I was also beginning to feel really bad. Heavy drinking and sleepless nights hadn’t done a thing to help my Moke-raddled body. The sun was merciless, and every time a vehicle went by I thought I’d cough my lungs out. There were plenty of vehicles, too, because the word was that our operation was going to come off at last. Any time now. The heavy attack pieces were in place. The troops had been given their designated assault targets. The support logistics were operational.

I stopped dead in the middle of the road, swaying dizzily as I tried to collect my thoughts. There was a meaning there, a hope … of course! Once the operation was complete we’d all be rotated back to civilization! I’d still be in the service, sure, but in some stateside camp where I could easily wangle a forty-eight-hour pass, long enough to get back to New York to confront Mitzi and her nasty sidekick—

“Tenny!” cried a voice. “Oh, Tenny, thank heaven I found you—and, boy, are you in trouble!”

I squinted through the blinding dust and glare. A two-wheel Uygur “taxi” was pulling up alongside me, and Gert Martels was hopping off, the lean, scarred face worried. “The colonel’s on the warpath! We have to get you cleaned up before she finds you!”

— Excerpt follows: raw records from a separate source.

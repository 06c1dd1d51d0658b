//! The fixed namespace and TTL table for shared-cache entries.

use std::time::Duration;

use serde::{Deserialize, Serialize};

/// Every cache key lives under this prefix.
pub const ROOT_PREFIX: &str = "rakuda:cache";

/// One namespace per cacheable read, each with its own TTL.
///
/// TTLs follow how fast the underlying data moves: exchange rates are
/// refreshed hourly, the shipment backlog changes with every order.
#[derive(Debug, Clone, Copy, PartialEq, Eq, Hash, Serialize, Deserialize)]
#[serde(rename_all = "snake_case")]
pub enum CacheNamespace {
    ExchangeRates,
    DashboardStats,
    CompetitorPrices,
    PendingShipments,
    PricingRecommendations,
}

impl CacheNamespace {
    /// Every namespace, for the admin config endpoint and full flushes.
    pub const ALL: [Self; 5] = [
        Self::ExchangeRates,
        Self::DashboardStats,
        Self::CompetitorPrices,
        Self::PendingShipments,
        Self::PricingRecommendations,
    ];

    /// How long entries in this namespace live.
    #[must_use]
    pub const fn ttl(self) -> Duration {
        match self {
            Self::ExchangeRates => Duration::from_secs(3600),
            Self::DashboardStats => Duration::from_secs(300),
            Self::CompetitorPrices => Duration::from_secs(1800),
            Self::PendingShipments => Duration::from_secs(60),
            Self::PricingRecommendations => Duration::from_secs(900),
        }
    }

    /// Key segment for this namespace.
    #[must_use]
    pub const fn segment(self) -> &'static str {
        match self {
            Self::ExchangeRates => "exchange_rates",
            Self::DashboardStats => "dashboard_stats",
            Self::CompetitorPrices => "competitor_prices",
            Self::PendingShipments => "pending_shipments",
            Self::PricingRecommendations => "pricing_recommendations",
        }
    }

    /// Full key prefix, `rakuda:cache:<segment>`.
    #[must_use]
    pub fn prefix(self) -> String {
        format!("{ROOT_PREFIX}:{}", self.segment())
    }

    /// Build the full key, appending `params` when the entry is
    /// parameterized (e.g. a currency pair).
    #[must_use]
    pub fn key(self, params: Option<&str>) -> String {
        match params {
            Some(params) => format!("{ROOT_PREFIX}:{}:{params}", self.segment()),
            None => self.prefix(),
        }
    }
}

impl std::fmt::Display for CacheNamespace {
    fn fmt(&self, f: &mut std::fmt::Formatter<'_>) -> std::fmt::Result {
        f.write_str(self.segment())
    }
}

#[cfg(test)]
#[allow(clippy::unwrap_used)]
mod tests {
    use super::*;

    #[test]
    fn keys_are_rooted_under_the_shared_prefix() {
        for namespace in CacheNamespace::ALL {
            assert!(namespace.key(None).starts_with("rakuda:cache:"));
        }
    }

    #[test]
    fn params_extend_the_key() {
        assert_eq!(
            CacheNamespace::ExchangeRates.key(Some("USD/JPY")),
            "rakuda:cache:exchange_rates:USD/JPY"
        );
        assert_eq!(
            CacheNamespace::DashboardStats.key(None),
            "rakuda:cache:dashboard_stats"
        );
    }

    #[test]
    fn ttls_match_how_fast_the_data_moves() {
        assert_eq!(CacheNamespace::ExchangeRates.ttl(), Duration::from_secs(3600));
        assert_eq!(CacheNamespace::PendingShipments.ttl(), Duration::from_secs(60));
        // the backlog namespace must always beat the rates namespace
        assert!(CacheNamespace::PendingShipments.ttl() < CacheNamespace::ExchangeRates.ttl());
    }

    #[test]
    fn namespace_serializes_snake_case() {
        let json = serde_json::to_string(&CacheNamespace::PendingShipments).unwrap();
        assert_eq!(json, "\"pending_shipments\"");
        let back: CacheNamespace = serde_json::from_str("\"exchange_rates\"").unwrap();
        assert_eq!(back, CacheNamespace::ExchangeRates);
    }
}
//! Templated buyer messages.
//!
//! Templates carry `{{placeholder}}` slots filled from order context.
//! Rendering is strict: a placeholder the renderer does not know, or one
//! whose value the order cannot supply yet (tracking before shipment),
//! fails with the offenders listed rather than sending a half-empty
//! message to a buyer.
//!
//! Generated messages are always logged to `customer_messages` first;
//! delivery through the eBay client (when configured and the order is an
//! eBay order) then flips the row to `sent` or `failed`.

use rakuda_core::{Marketplace, OrderId, TemplateId};
use sqlx::PgPool;
use thiserror::Error;
use tracing::{info, instrument, warn};

use crate::db::RepositoryError;
use crate::db::messages::{self, CustomerMessage, MessageTemplate};
use crate::db::orders::{self, OrderContext};
use crate::ebay::EbayClient;
use crate::error::AppError;

/// Placeholder names the renderer understands.
pub const PLACEHOLDERS: [&str; 5] = [
    "buyer_name",
    "order_id",
    "item_title",
    "tracking_number",
    "carrier",
];

/// Errors from rendering a template against an order.
#[derive(Debug, Error, PartialEq, Eq)]
pub enum RenderError {
    /// The template references placeholders that do not exist.
    #[error("unknown placeholders: {}", .0.join(", "))]
    UnknownPlaceholders(Vec<String>),
    /// The order cannot supply values for these placeholders yet.
    #[error("order has no value for: {}", .0.join(", "))]
    MissingValues(Vec<String>),
}

/// A rendered subject and body, ready to log and deliver.
#[derive(Debug, Clone, PartialEq, Eq)]
pub struct RenderedMessage {
    /// Rendered subject line.
    pub subject: String,
    /// Rendered body.
    pub body: String,
}

/// Render a template's subject and body against one order.
///
/// Offenders from both parts are merged, so one error names everything
/// the operator has to fix.
///
/// # Errors
///
/// Returns [`RenderError`] listing unknown placeholders, or known
/// placeholders the order has no value for.
pub fn render_template(
    template: &MessageTemplate,
    ctx: &OrderContext,
) -> Result<RenderedMessage, RenderError> {
    let mut unknown = Vec::new();
    let mut missing = Vec::new();

    let subject = substitute(&template.subject, ctx, &mut unknown, &mut missing);
    let body = substitute(&template.body, ctx, &mut unknown, &mut missing);

    if !unknown.is_empty() {
        return Err(RenderError::UnknownPlaceholders(unknown));
    }
    if !missing.is_empty() {
        return Err(RenderError::MissingValues(missing));
    }

    Ok(RenderedMessage { subject, body })
}

/// Check that every placeholder in a template is one the renderer knows.
///
/// Run at template creation so a typo surfaces immediately instead of on
/// the first order that triggers the template. Value availability (e.g.
/// tracking before shipment) is still a render-time concern.
///
/// # Errors
///
/// Returns [`RenderError::UnknownPlaceholders`] listing the offenders.
pub fn validate_placeholders(subject: &str, body: &str) -> Result<(), RenderError> {
    let mut unknown = Vec::new();
    collect_unknown(subject, &mut unknown);
    collect_unknown(body, &mut unknown);

    if unknown.is_empty() {
        Ok(())
    } else {
        Err(RenderError::UnknownPlaceholders(unknown))
    }
}

fn collect_unknown(input: &str, unknown: &mut Vec<String>) {
    let mut rest = input;
    while let Some((_, after)) = rest.split_once("{{") {
        let Some((slot, tail)) = after.split_once("}}") else {
            return;
        };
        let name = slot.trim();
        if !PLACEHOLDERS.contains(&name) && !unknown.iter().any(|u| u == name) {
            unknown.push(name.to_string());
        }
        rest = tail;
    }
}

/// Replace `{{name}}` slots, collecting offenders instead of failing fast.
///
/// An unclosed `{{` is left as literal text; only well-formed slots are
/// treated as placeholders.
fn substitute(
    input: &str,
    ctx: &OrderContext,
    unknown: &mut Vec<String>,
    missing: &mut Vec<String>,
) -> String {
    let mut out = String::with_capacity(input.len());
    let mut rest = input;

    while let Some((before, after)) = rest.split_once("{{") {
        out.push_str(before);

        let Some((slot, tail)) = after.split_once("}}") else {
            out.push_str("{{");
            out.push_str(after);
            return out;
        };

        let name = slot.trim();
        match placeholder_value(name, ctx) {
            Slot::Value(value) => out.push_str(&value),
            Slot::Empty => {
                if !missing.iter().any(|m| m == name) {
                    missing.push(name.to_string());
                }
            }
            Slot::Unknown => {
                if !unknown.iter().any(|u| u == name) {
                    unknown.push(name.to_string());
                }
            }
        }

        rest = tail;
    }

    out.push_str(rest);
    out
}

enum Slot {
    Value(String),
    Empty,
    Unknown,
}

fn placeholder_value(name: &str, ctx: &OrderContext) -> Slot {
    match name {
        "buyer_name" => Slot::Value(ctx.buyer_username.clone()),
        // Buyers know the marketplace order number; the internal ID is
        // the fallback for orders never pushed to a marketplace.
        "order_id" => Slot::Value(
            ctx.order_external_id
                .clone()
                .unwrap_or_else(|| ctx.order_id.to_string()),
        ),
        "item_title" => Slot::Value(ctx.item_title.clone()),
        "tracking_number" => ctx.tracking_number.clone().map_or(Slot::Empty, Slot::Value),
        "carrier" => ctx.carrier.clone().map_or(Slot::Empty, Slot::Value),
        _ => Slot::Unknown,
    }
}

/// Buyer messaging service.
#[derive(Debug, Clone)]
pub struct MessageService {
    pool: PgPool,
    ebay: Option<EbayClient>,
}

impl MessageService {
    /// Create a new message service.
    ///
    /// Without an eBay client, generated messages stay `queued` in the
    /// outbound log (local-only mode).
    #[must_use]
    pub const fn new(pool: PgPool, ebay: Option<EbayClient>) -> Self {
        Self { pool, ebay }
    }

    /// Render a template against an order, log the message, and deliver
    /// it when possible.
    ///
    /// Delivery failure does not fail the operation: the row is marked
    /// `failed` with the error retained, and returned as-is.
    ///
    /// # Errors
    ///
    /// Returns `NotFound` for a missing order or template, `Conflict`
    /// for a disabled template, 400-class errors for render failures.
    #[instrument(skip(self))]
    pub async fn generate(
        &self,
        order_id: OrderId,
        template_id: TemplateId,
    ) -> Result<CustomerMessage, AppError> {
        let template = messages::get_template(&self.pool, template_id).await?;
        if !template.enabled {
            return Err(AppError::Conflict(format!(
                "template {} is disabled",
                template.name
            )));
        }

        self.render_and_deliver(order_id, &template).await
    }

    /// Generate from the enabled template answering a trigger kind
    /// (`order_paid`, `order_shipped`, `delivery_followup`).
    ///
    /// Returns `Ok(None)` when no enabled template has the trigger; not
    /// every shop configures every event.
    ///
    /// # Errors
    ///
    /// Returns the same errors as [`generate`](Self::generate).
    #[instrument(skip(self))]
    pub async fn generate_for_trigger(
        &self,
        order_id: OrderId,
        trigger_kind: &str,
    ) -> Result<Option<CustomerMessage>, AppError> {
        // Template counts are tiny; filtering in memory beats a bespoke query.
        let templates = messages::list_templates(&self.pool, true).await?;
        let Some(template) = templates.iter().find(|t| t.trigger_kind == trigger_kind) else {
            return Ok(None);
        };

        self.render_and_deliver(order_id, template).await.map(Some)
    }

    async fn render_and_deliver(
        &self,
        order_id: OrderId,
        template: &MessageTemplate,
    ) -> Result<CustomerMessage, AppError> {
        let ctx = orders::context(&self.pool, order_id).await.map_err(|e| {
            match e {
                RepositoryError::NotFound => {
                    AppError::NotFound(format!("order {order_id} not found"))
                }
                other => AppError::from(other),
            }
        })?;

        let rendered = render_template(template, &ctx)
            .map_err(|e| AppError::BadRequest(e.to_string()))?;

        let message = messages::record_message(
            &self.pool,
            order_id,
            Some(template.id),
            &rendered.subject,
            &rendered.body,
        )
        .await?;

        let Some(ebay) = &self.ebay else {
            info!(message_id = %message.id, "No marketplace client configured, message stays queued");
            return Ok(message);
        };

        if ctx.marketplace != Marketplace::Ebay {
            info!(
                message_id = %message.id,
                marketplace = ?ctx.marketplace,
                "No delivery channel for marketplace, message stays queued"
            );
            return Ok(message);
        }

        let Some(external_id) = &ctx.order_external_id else {
            info!(message_id = %message.id, "Order has no marketplace ID, message stays queued");
            return Ok(message);
        };

        match ebay
            .send_buyer_message(external_id, &rendered.subject, &rendered.body)
            .await
        {
            Ok(()) => {
                info!(message_id = %message.id, "Buyer message delivered");
                Ok(messages::mark_sent(&self.pool, message.id).await?)
            }
            Err(e) => {
                warn!(message_id = %message.id, error = %e, "Buyer message delivery failed");
                Ok(messages::mark_failed(&self.pool, message.id, &e.to_string()).await?)
            }
        }
    }
}
//! Best-effort audit trail writes.
//!
//! Mutating operations record who did what, but an audit insert failing
//! must never fail the operation it describes. This service logs and
//! swallows database errors; the read side (`db::audit::list`) is used
//! directly by the admin routes.

use serde_json::Value;
use sqlx::PgPool;
use tracing::warn;

use crate::db::audit;

/// Fire-and-forget audit writer shared across services and routes.
#[derive(Debug, Clone)]
pub struct AuditService {
    pool: PgPool,
}

impl AuditService {
    /// Create a new audit service.
    #[must_use]
    pub const fn new(pool: PgPool) -> Self {
        Self { pool }
    }

    /// Record an audit entry.
    ///
    /// Failures are logged at WARN and swallowed so the audited
    /// operation still succeeds.
    pub async fn record(&self, actor: &str, action: &str, entity: Option<&str>, detail: Value) {
        if let Err(e) = audit::record(&self.pool, actor, action, entity, detail).await {
            warn!(
                actor = %actor,
                action = %action,
                error = %e,
                "Failed to write audit entry"
            );
        }
    }
}
//! Listing inventory endpoints.

use axum::extract::{Path, Query, State};
use axum::routing::get;
use axum::{Json, Router};
use rakuda_core::{ListingId, ListingStatus, Marketplace};
use rust_decimal::Decimal;
use serde::Deserialize;
use serde_json::json;
use validator::{Validate, ValidationError};

use crate::cache::CacheNamespace;
use crate::db::listings::{self, Listing, ListingFilter, UpdateListing};
use crate::error::AppError;
use crate::middleware::{RequireSession, ValidatedJson};
use crate::pricing::PricingStrategy;
use crate::state::AppState;

pub fn router() -> Router<AppState> {
    Router::new()
        .route("/api/listings", get(index))
        .route("/api/listings/{id}", get(show).patch(update))
}

#[derive(Debug, Default, Deserialize)]
struct ListingQuery {
    status: Option<ListingStatus>,
    marketplace: Option<Marketplace>,
}

/// Optional field updates for a listing. Absent fields are untouched.
#[derive(Debug, Deserialize, Validate)]
struct UpdateListingRequest {
    #[validate(length(min = 1, max = 200, message = "must be 1-200 characters"))]
    title: Option<String>,
    #[validate(custom = "validate_positive_price")]
    price_usd: Option<Decimal>,
    status: Option<ListingStatus>,
    strategy: Option<PricingStrategy>,
    #[validate(custom = "validate_fee_rate")]
    fee_rate: Option<Decimal>,
    #[validate(custom = "validate_non_negative")]
    shipping_usd: Option<Decimal>,
    #[validate(custom = "validate_margin_pct")]
    target_margin_pct: Option<Decimal>,
    #[validate(length(min = 1, max = 64, message = "must be 1-64 characters"))]
    external_id: Option<String>,
}

fn rule_error(code: &'static str, message: &'static str) -> ValidationError {
    let mut err = ValidationError::new(code);
    err.message = Some(message.into());
    err
}

fn validate_positive_price(value: &Decimal) -> Result<(), ValidationError> {
    if *value <= Decimal::ZERO {
        return Err(rule_error("price", "must be positive"));
    }
    Ok(())
}

fn validate_non_negative(value: &Decimal) -> Result<(), ValidationError> {
    if *value < Decimal::ZERO {
        return Err(rule_error("amount", "must not be negative"));
    }
    Ok(())
}

fn validate_fee_rate(value: &Decimal) -> Result<(), ValidationError> {
    if *value < Decimal::ZERO || *value >= Decimal::ONE {
        return Err(rule_error("fee_rate", "must be a fraction in [0, 1)"));
    }
    Ok(())
}

fn validate_margin_pct(value: &Decimal) -> Result<(), ValidationError> {
    if *value < Decimal::ZERO || *value >= Decimal::ONE_HUNDRED {
        return Err(rule_error("margin", "must be a percentage in [0, 100)"));
    }
    Ok(())
}

/// Listing inventory, optionally filtered by status and marketplace.
async fn index(
    RequireSession(_session): RequireSession,
    State(state): State<AppState>,
    Query(query): Query<ListingQuery>,
) -> Result<Json<Vec<Listing>>, AppError> {
    let filter = ListingFilter {
        status: query.status,
        marketplace: query.marketplace,
    };
    Ok(Json(listings::list(state.pool(), filter).await?))
}

/// One listing by ID.
async fn show(
    RequireSession(_session): RequireSession,
    State(state): State<AppState>,
    Path(id): Path<ListingId>,
) -> Result<Json<Listing>, AppError> {
    Ok(Json(listings::get(state.pool(), id).await?))
}

/// Apply optional field updates to a listing.
///
/// A price or status change drops the pricing-recommendation and
/// dashboard cache entries, since both are computed from listing state.
async fn update(
    RequireSession(session): RequireSession,
    State(state): State<AppState>,
    Path(id): Path<ListingId>,
    ValidatedJson(body): ValidatedJson<UpdateListingRequest>,
) -> Result<Json<Listing>, AppError> {
    let touches_cache = body.price_usd.is_some() || body.status.is_some();

    let params = UpdateListing {
        title: body.title,
        price_usd: body.price_usd,
        status: body.status,
        strategy: body.strategy,
        fee_rate: body.fee_rate,
        shipping_usd: body.shipping_usd,
        target_margin_pct: body.target_margin_pct,
        external_id: body.external_id,
    };
    let detail = json!({
        "title": params.title,
        "price_usd": params.price_usd,
        "status": params.status,
        "strategy": params.strategy,
        "fee_rate": params.fee_rate,
        "shipping_usd": params.shipping_usd,
        "target_margin_pct": params.target_margin_pct,
        "external_id": params.external_id,
    });

    let listing = listings::update(state.pool(), id, params).await?;

    if touches_cache {
        state
            .cache()
            .invalidate_namespace(CacheNamespace::PricingRecommendations)
            .await?;
        state
            .cache()
            .invalidate(CacheNamespace::DashboardStats, None)
            .await?;
    }

    state
        .audit()
        .record(
            &session.label,
            "listing.update",
            Some(&format!("listing:{id}")),
            detail,
        )
        .await;

    Ok(Json(listing))
}

#[cfg(test)]
#[allow(clippy::unwrap_used)]
mod tests {
    use super::*;

    fn dec(s: &str) -> Decimal {
        s.parse().unwrap()
    }

    #[test]
    fn test_fee_rate_must_be_fraction() {
        assert!(validate_fee_rate(&dec("0")).is_ok());
        assert!(validate_fee_rate(&dec("0.1325")).is_ok());
        assert!(validate_fee_rate(&dec("1")).is_err());
        assert!(validate_fee_rate(&dec("-0.01")).is_err());
    }

    #[test]
    fn test_price_must_be_positive() {
        assert!(validate_positive_price(&dec("19.99")).is_ok());
        assert!(validate_positive_price(&dec("0")).is_err());
        assert!(validate_positive_price(&dec("-5")).is_err());
    }

    #[test]
    fn test_margin_is_a_percentage() {
        assert!(validate_margin_pct(&dec("30")).is_ok());
        assert!(validate_margin_pct(&dec("0")).is_ok());
        assert!(validate_margin_pct(&dec("100")).is_err());
    }
}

I staggered toward the sound of her voice. “Hell with the colonel,” I croaked.

“Aw, please, Tenny,” she begged. “Get on the taxi. Scrunch down so if any MPs come by they won’t see you.”

“Let them see me!” The funny thing about S/Sgt Martels was that she kept
blurring.
Part of the time she was a foggy figure of black smoke, opaque against the blinding sky. Part of the time she was in sharp focus, and I could even read the expression on her face—worry; revulsion; then, curiously, relief.

“You’ve got
heatstroke!”
she cried. “Thank heaven! The colonel can’t argue with
heatstroke!
Driver! You savvy Army hospital, yes? You go there quick-quick, yes?” And I found myself being dragged aboard the cart by Gert Martels’s strong arms.